Slovene painter and musician

Andrej Trobentar (born 22 November 1951) is a Slovene painter, illustrator and musician.

==Biography==
===Early life and education===
Trobentar was born in Šent Jurij near Grosuplje in central Slovenia in 1951. He graduated from the Academy of Fine Arts in Ljubljana in 1976 and specialized in painting under Jože Ciuha.

===Art===
Trobentar works as a painter, art teacher and illustrator.

===Musical career===
Trobentar started his musical career in mid-1970s, first as the vocalist for the band Sedem Svetlobnih Let (transl.

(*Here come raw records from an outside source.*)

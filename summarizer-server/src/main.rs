use anyhow::Context;
use clap::Parser;
use tracing::{error, info};

use clinical_nlp::EngineConfig;
use error_common::{log_error, Result, SummarizerError};
use logger_redacted::{LoggerConfig, RedactedLogger};
use summarizer_server::{create_app, AppState, ServerConfig, DEFAULT_ALLOWED_ORIGINS};

/// Clinical Summarizer HTTP Server
#[derive(Parser, Debug)]
#[command(name = "summarizer-server")]
#[command(about = "Risk-term classification and summarization API for clinical notes")]
struct Args {
    /// Server bind address
    #[arg(long, env = "SUMMARIZER_HOST", default_value = "0.0.0.0")]
    host: String,

    /// Server port
    #[arg(short, long, env = "SUMMARIZER_PORT", default_value = "8000")]
    port: u16,

    /// Enable verbose logging
    #[arg(short, long)]
    verbose: bool,

    /// Emit JSON log lines
    #[arg(long, env = "SUMMARIZER_JSON_LOGS")]
    json_logs: bool,

    /// Comma-separated origins allowed by CORS
    #[arg(
        long,
        env = "SUMMARIZER_ALLOWED_ORIGINS",
        value_delimiter = ',',
        default_values_t = DEFAULT_ALLOWED_ORIGINS.map(String::from)
    )]
    allowed_origins: Vec<String>,
}

impl Args {
    fn server_config(&self) -> ServerConfig {
        ServerConfig {
            host: self.host.clone(),
            port: self.port,
            allowed_origins: self.allowed_origins.clone(),
        }
    }

    fn logger_config(&self) -> LoggerConfig {
        let level = if self.verbose {
            "summarizer_server=debug,clinical_nlp=debug,tower_http=debug"
        } else {
            "summarizer_server=info,clinical_nlp=info,tower_http=info"
        };
        LoggerConfig::default()
            .with_level(level)
            .with_json(self.json_logs)
    }
}

#[tokio::main]
async fn main() -> Result<()> {
    // A missing .env file is not an error
    let _ = dotenvy::dotenv();
    let args = Args::parse();

    let logging = args.logger_config();
    let logger = RedactedLogger::init(&logging).context("Failed to initialise logging")?;

    run(&args, logger).await.inspect_err(|err| log_error("server", err))
}

async fn run(args: &Args, logger: RedactedLogger) -> Result<()> {
    let config = args.server_config();
    info!(version = env!("CARGO_PKG_VERSION"), "Starting Clinical Summarizer server");
    info!(bind = %config.bind_address(), "Bind address");

    let engine = EngineConfig::from_env()?;
    let state = AppState::new(
        clinical_nlp::SummarizationService::from_config(&engine)?,
        logger,
    );
    let app = create_app(state, &config);

    let listener = tokio::net::TcpListener::bind(config.bind_address())
        .await
        .map_err(|e| {
            SummarizerError::NetworkError(format!(
                "Failed to bind to {}: {}",
                config.bind_address(),
                e
            ))
        })?;

    info!(
        "Clinical NLP Service started on http://{}",
        config.bind_address()
    );
    info!(
        "Health check available at: http://{}/api/v1/health",
        config.bind_address()
    );

    axum::serve(listener, app)
        .with_graceful_shutdown(shutdown_signal())
        .await
        .map_err(|e| SummarizerError::ServerError(format!("HTTP server error: {}", e)))?;

    info!("Clinical NLP Service shut down");
    Ok(())
}

async fn shutdown_signal() {
    if let Err(e) = tokio::signal::ctrl_c().await {
        error!(error = %e, "Failed to listen for shutdown signal");
        std::future::pending::<()>().await;
    }
    info!("Shutdown signal received");
}
//! API route path constants
//!
//! utoipa `#[path(...)]` attributes need string literals, so the paths in
//! handler attributes must match these constants exactly.

/// API base paths
pub const API_V1: &str = "/api/v1";

/// OpenAPI document
pub const OPENAPI_JSON: &str = "/api-docs/openapi.json";

/// Health check endpoints
pub mod health {
    pub const HEALTH: &str = "/health";
}

/// Summarization endpoints
pub mod summarization {
    pub const SUMMARIZE: &str = "/summarize";
}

Seven Light Years), which would later evolve into Buldožer, and later as the vocalist and leader of Šest Kilometara Na Uro (Six Kilometres per Hour), which would after Trobentar's departure evolve into Begnagrad. In 1978, he joined the progressive rock band Na Lepem Prijazni (Suddenly Polite (Ones)), which had until his arrival performed instrumental music. He remained with Na Lepem Prijazni until their dissolution in 1981, recording the band's eponymous debut album with the group. He took part in the band's reunion in 2005, remaining their vocalist until 2014 and recording two more studio albums with them. He left the band in 2014, releasing his first solo album, titled Dar (Gift), during the same year.

==Awards==
He won the Levstik Award in 1986 for his illustrations for Joža Horvat's book Waitapu and for the book Pavji rep in druge kitajske basni (The Peacock's Tail and Other Chinese Fables).